La même confusion touche au conservatisme, souvent assimilé abusivement à la réaction. Son grand oracle, Edmund Burke, n’avait rien d’un Joseph de Maistre ni d’un Maurras. Il a soutenu les droits des Américains à l’Indépendance, mais critiqué sans indulgence la pathologie de la table rase des révolutionnaires français, cette passion ruineuse de modeler la nature humaine par des injonctions morales et des prescriptions légales.
Son conservatisme rechigne à régler les mœurs par les lois. Il entend concilier les attachements hérités aux leçons de l’expérience, la «nature des choses» à la dynamique du progrès, le souci du bien commun à l’épanouissement individuel.
Fillon a réussi, chose exceptionnelle, à rassembler la droite autour d’un programme conservateur, libéral et national, sans rien concéder ni au centre ni au Front national
Les accommodements entre libéralisme économique, libéralisme politique et conservatisme social n’ont rien d’une théorie livresque. Ils formaient le socle de la «coalition» fédérée par Ronald Reagan, allant des «libertariens» endurcis aux ultraconservateurs, et qui a duré si longtemps parce que chacun y trouvait suffisamment son compte pour la maintenir.
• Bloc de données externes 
//! Encrypted SQLite storage behind a dedicated worker thread.
//!
//! This crate provides:
//! - A worker thread that exclusively owns the SQLCipher connection
//! - `AsyncDatabase`, the controller callers talk to: request ids, per-class
//!   timeouts, retries with backoff, health checks, and bounded worker restarts
//! - Transactions with nested savepoints, and prepared statements
//! - Schema migrations with an audit log maintained by triggers
//! - ChaCha20-Poly1305 encryption for individual values
//!
//! # Architecture
//!
//! Every statement is sent to the worker as an `{id, method}` envelope and
//! executed in FIFO order. A crash of the worker rejects everything in flight
//! with a retryable error; the controller restarts the worker and callers'
//! retries land on the new one.
//!
//! ```ignore
//! let db = AsyncDatabase::open(&path, Some(key), DatabaseConfig::default()).await?;
//! db.run("INSERT INTO t (a) VALUES (?1)", sql_params!["x"]).await?;
//! let n: Option<i64> = db.get("SELECT COUNT(*) FROM t", sql_params![]).await?;
//! ```
//!
//! **Important**: only SQL runs on the worker. Hashing, compression and
//! encryption happen in the caller before a request is sent.

mod encryption;
mod error;
mod executor;
mod key;
mod migrations;
mod protocol;
mod retry;
mod statement;
mod transaction;
mod value;
mod worker;

#[cfg(test)]
mod tests;

pub use encryption::{
    decrypt_content, decrypt_value, encrypt_content, encrypt_value, generate_nonce, NONCE_SIZE,
};
pub use error::{
    ConstraintKind, DatabaseError, DatabaseResult, ErrorCause, WorkerError, WorkerFailureKind,
};
pub use executor::{AsyncDatabase, DatabaseConfig, DatabaseEvent, DatabaseStats, Lifecycle};
pub use key::DatabaseKey;
pub use migrations::{run_migrations, schema_version, CURRENT_VERSION};
pub use protocol::{Method, StatementId};
pub use retry::{restart_delay, OperationClass, RetryDecision, RetryPolicy, Timeouts};
pub use rusqlite::types::Value;
pub use statement::PreparedStatement;
pub use transaction::Transaction;
pub use value::{FromRow, IntoParam, Row, RunResult};
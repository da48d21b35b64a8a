//! Encrypted domain store for deskvault.
//!
//! `SecureDatabase` sits on top of the `AsyncDatabase` controller and the
//! device-bound key from the `KeyManager`. It provides:
//! - Workspace CRUD, with name uniqueness and cascading file deletion
//! - Content-addressed file storage: SHA-256 dedup and zstd compression
//! - Preferences, optionally encrypted per value with ChaCha20-Poly1305
//! - Instructions CRUD
//! - Read access to the audit log written by the schema's triggers
//!
//! Hashing, compression and encryption run on the caller's task; only SQL is
//! sent to the database worker.

mod audit;
mod error;
mod files;
mod instructions;
mod models;
mod preferences;
mod workspaces;

#[cfg(test)]
mod tests;

pub use error::{StoreError, StoreResult};
pub use files::{content_hash, is_binary, ContentBlob};
pub use models::{
    AuditLogEntry, AuditOperation, ContentStats, FileRecord, Instruction, Preference, Workspace,
};

use std::path::Path;
use tracing::info;
use vault_database::{AsyncDatabase, DatabaseConfig, DatabaseError, DatabaseKey};
use vault_keyring::KeyManager;

/// The secure store.
pub struct SecureDatabase {
    db: AsyncDatabase,
    key: DatabaseKey,
}

impl SecureDatabase {
    /// Open the store at `path`, unlocking it with the device key.
    ///
    /// The key is generated and persisted on first run. Fails instead of
    /// falling back to an unencrypted database when the secret store is
    /// unavailable, the stored key is unusable, or it does not unlock the file.
    pub async fn open(path: &Path, keys: &KeyManager, config: DatabaseConfig) -> StoreResult<Self> {
        let key = keys.get_or_create_key()?;
        let key = DatabaseKey::from_bytes(*key.as_bytes());

        let db = AsyncDatabase::open(path, Some(key.clone()), config)
            .await
            .map_err(|e| match e {
                DatabaseError::KeyMismatch => StoreError::KeyMismatch,
                other => StoreError::Database(other),
            })?;

        info!(device_tag = %keys.device().tag(), "Secure store opened");
        Ok(Self { db, key })
    }

    /// The underlying controller, for diagnostics and raw queries.
    pub fn database(&self) -> &AsyncDatabase {
        &self.db
    }

    pub async fn close(&self) -> StoreResult<()> {
        self.db.close().await?;
        Ok(())
    }

    pub(crate) fn key(&self) -> &DatabaseKey {
        &self.key
    }
}
//! Core error types shared by the binary and library crates.

use thiserror::Error;

/// Errors raised while resolving paths or loading configuration.
#[derive(Error, Debug)]
pub enum CoreError {
    /// Configuration error
    #[error("Configuration error: {0}")]
    Config(String),

    /// IO error
    #[error("IO error: {0}")]
    Io(#[from] std::io::Error),

    /// JSON serialization/deserialization error
    #[error("JSON error: {0}")]
    Json(#[from] serde_json::Error),

    /// Path error (e.g., home directory not found)
    #[error("Path error: {0}")]
    Path(String),
}

/// Result type alias using CoreError.
pub type CoreResult<T> = Result<T, CoreError>;
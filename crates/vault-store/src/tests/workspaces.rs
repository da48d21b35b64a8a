use super::{fixture, workspace};
use crate::StoreError;
use serde_json::json;

#[tokio::test]
async fn create_get_update_workspace() {
    let f = fixture().await;
    let state = json!({"selected": ["/src/main.rs"], "expanded": ["/src"]});
    let ws = f
        .store
        .create_workspace("alpha", Some("/home/me/alpha"), &state)
        .await
        .unwrap();
    assert_eq!(ws.name, "alpha");
    assert_eq!(ws.folder_path.as_deref(), Some("/home/me/alpha"));
    assert_eq!(ws.state, state);
    assert_eq!(ws.created_at, ws.updated_at);

    let by_name = f.store.get_workspace_by_name("alpha").await.unwrap().unwrap();
    assert_eq!(by_name, ws);

    let updated = f
        .store
        .update_workspace(&ws.id, &json!({"selected": []}))
        .await
        .unwrap();
    assert_eq!(updated.state, json!({"selected": []}));
    assert!(updated.updated_at >= ws.updated_at);
    assert_eq!(updated.created_at, ws.created_at);
}

#[tokio::test]
async fn duplicate_name_is_already_exists() {
    let f = fixture().await;
    workspace(&f.store, "alpha").await;

    let err = f
        .store
        .create_workspace("alpha", None, &json!({}))
        .await
        .unwrap_err();
    assert!(
        matches!(err, StoreError::AlreadyExists { entity: "workspace", ref name } if name == "alpha"),
        "got {err:?}"
    );
    assert_eq!(f.store.list_workspaces().await.unwrap().len(), 1);
}

#[tokio::test]
async fn rename_checks_uniqueness_and_existence() {
    let f = fixture().await;
    let a = workspace(&f.store, "alpha").await;
    workspace(&f.store, "beta").await;

    let err = f.store.rename_workspace(&a, "beta").await.unwrap_err();
    assert!(matches!(err, StoreError::AlreadyExists { .. }));

    let renamed = f.store.rename_workspace(&a, "gamma").await.unwrap();
    assert_eq!(renamed.name, "gamma");

    let err = f.store.rename_workspace("missing", "delta").await.unwrap_err();
    assert!(err.is_not_found());
}

#[tokio::test]
async fn empty_name_is_rejected_before_the_database() {
    let f = fixture().await;
    let err = f.store.create_workspace("  ", None, &json!({})).await.unwrap_err();
    assert!(err.is_validation());
}

#[tokio::test]
async fn missing_workspace_mutations_are_not_found() {
    let f = fixture().await;
    assert!(f.store.get_workspace("nope").await.unwrap().is_none());
    assert!(f.store.update_workspace("nope", &json!({})).await.unwrap_err().is_not_found());
    assert!(f.store.touch_workspace("nope").await.unwrap_err().is_not_found());
    assert!(f.store.delete_workspace("nope").await.unwrap_err().is_not_found());
}

#[tokio::test]
async fn list_is_ordered_by_recency() {
    let f = fixture().await;
    let a = workspace(&f.store, "alpha").await;
    workspace(&f.store, "beta").await;
    workspace(&f.store, "gamma").await;

    f.store.touch_workspace(&a).await.unwrap();
    let names: Vec<String> = f
        .store
        .list_workspaces()
        .await
        .unwrap()
        .into_iter()
        .map(|w| w.name)
        .collect();
    assert_eq!(names, vec!["alpha", "gamma", "beta"]);
}

#[tokio::test]
async fn save_creates_then_updates() {
    let f = fixture().await;
    let first = f
        .store
        .save_workspace("draft", Some("/tmp/draft"), &json!({"v": 1}))
        .await
        .unwrap();
    let second = f
        .store
        .save_workspace("draft", None, &json!({"v": 2}))
        .await
        .unwrap();

    assert_eq!(first.id, second.id);
    assert_eq!(second.state, json!({"v": 2}));
    assert_eq!(second.folder_path.as_deref(), Some("/tmp/draft"));
    assert_eq!(f.store.list_workspaces().await.unwrap().len(), 1);
}

#[tokio::test]
async fn load_bumps_last_accessed() {
    let f = fixture().await;
    let created = f.store.create_workspace("alpha", None, &json!({})).await.unwrap();

    let loaded = f.store.load_workspace("alpha").await.unwrap().unwrap();
    assert_eq!(loaded.id, created.id);
    assert!(loaded.last_accessed > created.last_accessed);
    assert!(f.store.load_workspace("missing").await.unwrap().is_none());
}

#[tokio::test]
async fn open_folder_reuses_or_creates() {
    let f = fixture().await;
    workspace(&f.store, "app").await;

    let opened = f.store.open_folder("/home/me/app").await.unwrap();
    assert_eq!(opened.name, "app (2)");
    assert_eq!(opened.folder_path.as_deref(), Some("/home/me/app"));

    let again = f.store.open_folder("/home/me/app").await.unwrap();
    assert_eq!(again.id, opened.id);

    let other = f.store.open_folder("/srv/app").await.unwrap();
    assert_eq!(other.name, "app (3)");
}

#[tokio::test]
async fn delete_cascades_only_to_own_files() {
    let f = fixture().await;
    let a = workspace(&f.store, "alpha").await;
    let b = workspace(&f.store, "beta").await;

    for i in 0..5 {
        let path = format!("/src/{i}.rs");
        f.store
            .save_file_content(&a, &path, format!("mod m{i};").as_bytes(), None)
            .await
            .unwrap();
    }
    f.store
        .save_file_content(&b, "/src/0.rs", b"mod m0;", None)
        .await
        .unwrap();

    f.store.delete_workspace(&a).await.unwrap();

    assert!(f.store.get_workspace(&a).await.unwrap().is_none());
    assert!(f.store.list_files(&a).await.unwrap().is_empty());
    assert_eq!(f.store.list_files(&b).await.unwrap().len(), 1);
    assert_eq!(
        f.store.get_file_content(&b, "/src/0.rs").await.unwrap().unwrap(),
        b"mod m0;"
    );
    // Only the blob still referenced from beta survives.
    assert_eq!(f.store.content_stats().await.unwrap().blob_count, 1);
}
//! Workspace operations.

use crate::error::{conflict, require};
use crate::files::prune_orphaned_blobs;
use crate::models::now;
use crate::{SecureDatabase, StoreError, StoreResult, Workspace};
use std::path::Path;
use tracing::{debug, info};
use uuid::Uuid;
use vault_database::{sql_params, DatabaseResult, Transaction};

const WORKSPACE_COLUMNS: &str =
    "id, name, folder_path, state, created_at, updated_at, last_accessed";

/// Suffixes tried when a folder's name is already taken by another workspace.
const MAX_NAME_SUFFIX: u32 = 1000;

impl SecureDatabase {
    /// Create a workspace. Names are unique.
    pub async fn create_workspace(
        &self,
        name: &str,
        folder_path: Option<&str>,
        state: &serde_json::Value,
    ) -> StoreResult<Workspace> {
        require("name", name)?;
        let id = Uuid::new_v4().to_string();
        let now = now();
        let state = serde_json::to_string(state)?;

        self.db
            .run(
                "INSERT INTO workspaces (id, name, folder_path, state, created_at, updated_at, last_accessed)
                 VALUES (?1, ?2, ?3, ?4, ?5, ?5, ?5)",
                sql_params![id.as_str(), name, folder_path, state, now],
            )
            .await
            .map_err(conflict("workspace", name))?;

        info!(workspace_id = %id, "Created workspace");
        self.require_workspace(&id).await
    }

    pub async fn get_workspace(&self, id: &str) -> StoreResult<Option<Workspace>> {
        Ok(self
            .db
            .get(
                &format!("SELECT {WORKSPACE_COLUMNS} FROM workspaces WHERE id = ?1"),
                sql_params![id],
            )
            .await?)
    }

    pub async fn get_workspace_by_name(&self, name: &str) -> StoreResult<Option<Workspace>> {
        Ok(self
            .db
            .get(
                &format!("SELECT {WORKSPACE_COLUMNS} FROM workspaces WHERE name = ?1"),
                sql_params![name],
            )
            .await?)
    }

    /// All workspaces, most recently accessed first.
    pub async fn list_workspaces(&self) -> StoreResult<Vec<Workspace>> {
        Ok(self
            .db
            .all(
                &format!(
                    "SELECT {WORKSPACE_COLUMNS} FROM workspaces ORDER BY last_accessed DESC, name"
                ),
                sql_params![],
            )
            .await?)
    }

    /// Replace a workspace's state.
    pub async fn update_workspace(&self, id: &str, state: &serde_json::Value) -> StoreResult<Workspace> {
        let state = serde_json::to_string(state)?;
        let result = self
            .db
            .run(
                "UPDATE workspaces SET state = ?2, updated_at = ?3 WHERE id = ?1",
                sql_params![id, state, now()],
            )
            .await?;
        if result.changes == 0 {
            return Err(StoreError::not_found("workspace", id));
        }
        self.require_workspace(id).await
    }

    pub async fn rename_workspace(&self, id: &str, new_name: &str) -> StoreResult<Workspace> {
        require("name", new_name)?;
        let result = self
            .db
            .run(
                "UPDATE workspaces SET name = ?2, updated_at = ?3 WHERE id = ?1",
                sql_params![id, new_name, now()],
            )
            .await
            .map_err(conflict("workspace", new_name))?;
        if result.changes == 0 {
            return Err(StoreError::not_found("workspace", id));
        }
        info!(workspace_id = %id, "Renamed workspace");
        self.require_workspace(id).await
    }

    /// Bump `last_accessed`.
    pub async fn touch_workspace(&self, id: &str) -> StoreResult<()> {
        let result = self
            .db
            .run(
                "UPDATE workspaces SET last_accessed = ?2 WHERE id = ?1",
                sql_params![id, now()],
            )
            .await?;
        if result.changes == 0 {
            return Err(StoreError::not_found("workspace", id));
        }
        Ok(())
    }

    /// Delete a workspace and its files. Blobs no longer referenced by any
    /// file are removed in the same transaction.
    pub async fn delete_workspace(&self, id: &str) -> StoreResult<()> {
        let (deleted, pruned) = self
            .db
            .transaction(move |tx| async move {
                let deleted = tx
                    .run("DELETE FROM workspaces WHERE id = ?1", sql_params![id])
                    .await?;
                if deleted.changes == 0 {
                    return Ok((false, 0));
                }
                let pruned = prune_orphaned_blobs(&tx).await?;
                Ok((true, pruned))
            })
            .await?;

        if !deleted {
            return Err(StoreError::not_found("workspace", id));
        }
        info!(workspace_id = %id, pruned_blobs = pruned, "Deleted workspace");
        Ok(())
    }

    /// Save under `name`: create on first save, replace state and folder after.
    pub async fn save_workspace(
        &self,
        name: &str,
        folder_path: Option<&str>,
        state: &serde_json::Value,
    ) -> StoreResult<Workspace> {
        require("name", name)?;
        let state = serde_json::to_string(state)?;
        let state = state.as_str();
        let new_id = Uuid::new_v4().to_string();
        let new_id = new_id.as_str();
        let now = now();
        let now = now.as_str();

        let id = self
            .db
            .transaction(move |tx| async move {
                let existing: Option<String> = tx
                    .get("SELECT id FROM workspaces WHERE name = ?1", sql_params![name])
                    .await?;
                match existing {
                    Some(id) => {
                        tx.run(
                            "UPDATE workspaces
                             SET state = ?2, folder_path = COALESCE(?3, folder_path), updated_at = ?4
                             WHERE id = ?1",
                            sql_params![id.as_str(), state, folder_path, now],
                        )
                        .await?;
                        Ok(id)
                    }
                    None => {
                        tx.run(
                            "INSERT INTO workspaces (id, name, folder_path, state, created_at, updated_at, last_accessed)
                             VALUES (?1, ?2, ?3, ?4, ?5, ?5, ?5)",
                            sql_params![new_id, name, folder_path, state, now],
                        )
                        .await?;
                        Ok(new_id.to_string())
                    }
                }
            })
            .await
            .map_err(conflict("workspace", name))?;

        debug!(workspace_id = %id, "Saved workspace");
        self.require_workspace(&id).await
    }

    /// Load a workspace by name, bumping `last_accessed`.
    pub async fn load_workspace(&self, name: &str) -> StoreResult<Option<Workspace>> {
        let result = self
            .db
            .run(
                "UPDATE workspaces SET last_accessed = ?2 WHERE name = ?1",
                sql_params![name, now()],
            )
            .await?;
        if result.changes == 0 {
            return Ok(None);
        }
        self.get_workspace_by_name(name).await
    }

    /// The most recent workspace for `folder_path`, created on first open.
    ///
    /// New workspaces are named after the folder, with a ` (n)` suffix when
    /// the name is taken.
    pub async fn open_folder(&self, folder_path: &str) -> StoreResult<Workspace> {
        require("folder_path", folder_path)?;
        let base_name = folder_name(folder_path);
        let base_name = base_name.as_str();
        let new_id = Uuid::new_v4().to_string();
        let new_id = new_id.as_str();
        let now = now();
        let now = now.as_str();

        let opened = self
            .db
            .transaction(move |tx| async move {
                let existing: Option<String> = tx
                    .get(
                        "SELECT id FROM workspaces WHERE folder_path = ?1
                         ORDER BY last_accessed DESC LIMIT 1",
                        sql_params![folder_path],
                    )
                    .await?;
                if let Some(id) = existing {
                    tx.run(
                        "UPDATE workspaces SET last_accessed = ?2 WHERE id = ?1",
                        sql_params![id.as_str(), now],
                    )
                    .await?;
                    return Ok(Some((id, false)));
                }

                let Some(name) = available_name(&tx, base_name).await? else {
                    return Ok(None);
                };
                tx.run(
                    "INSERT INTO workspaces (id, name, folder_path, state, created_at, updated_at, last_accessed)
                     VALUES (?1, ?2, ?3, '{}', ?4, ?4, ?4)",
                    sql_params![new_id, name, folder_path, now],
                )
                .await?;
                Ok(Some((new_id.to_string(), true)))
            })
            .await?;

        let Some((id, created)) = opened else {
            return Err(StoreError::AlreadyExists {
                entity: "workspace",
                name: base_name.to_string(),
            });
        };
        if created {
            info!(workspace_id = %id, "Created workspace for folder");
        }
        self.require_workspace(&id).await
    }

    async fn require_workspace(&self, id: &str) -> StoreResult<Workspace> {
        self.get_workspace(id)
            .await?
            .ok_or_else(|| StoreError::not_found("workspace", id))
    }
}

fn folder_name(folder_path: &str) -> String {
    Path::new(folder_path)
        .file_name()
        .map(|n| n.to_string_lossy().into_owned())
        .filter(|n| !n.is_empty())
        .unwrap_or_else(|| folder_path.to_string())
}

async fn available_name(
    tx: &Transaction,
    base: &str,
) -> DatabaseResult<Option<String>> {
    for n in 1..=MAX_NAME_SUFFIX {
        let candidate = if n == 1 {
            base.to_string()
        } else {
            format!("{base} ({n})")
        };
        let taken: Option<i64> = tx
            .get(
                "SELECT 1 FROM workspaces WHERE name = ?1",
                sql_params![candidate.as_str()],
            )
            .await?;
        if taken.is_none() {
            return Ok(Some(candidate));
        }
    }
    Ok(None)
}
Ils imprégnaient aussi, avec d’autres nuances, la «synthèse» élaborée par François Fillon, dont personne aujourd’hui ne se souvient. Fillon a réussi, chose exceptionnelle, à rassembler la droite autour d’un programme conservateur, libéral et national, sans rien concéder ni au centre ni au Front national. Il proposait des réformes économiques et fiscales très dures, expliquées et assumées avec une rare franchise. Il admettait l’impossibilité de revenir sur le mariage homosexuel, mais refusait de lui donner une approbation morale, pas plus qu’à l’avortement, qu’il n’entendait pas davantage remettre en cause. Et il n’acceptait pas de «noyer» la question de l’islam en France dans une discussion générale sur la laïcité. M. Fillon devait sa victoire massive aux primaires à la cohérence d’un projet qui n’aliénait au fond aucune des composantes de la droite.
Les ennuis judiciaires placés sur son chemin et sa propre conduite dans l’affaire nous ont fait oublier ce moment fugitif, mais édifiant. Et la leçon qu’on peut en tirer est claire. Si la droite n’entreprend pas d’ interroger son héritage et de repenser son identité désormais orpheline des habitudes bonapartistes, si elle n’a à offrir que des stratagèmes électoraux, des invectives belliqueuses et des slogans vides, elle risque à terme d’ouvrir la voie à un nouveau Donald Trump, cette fois bien français.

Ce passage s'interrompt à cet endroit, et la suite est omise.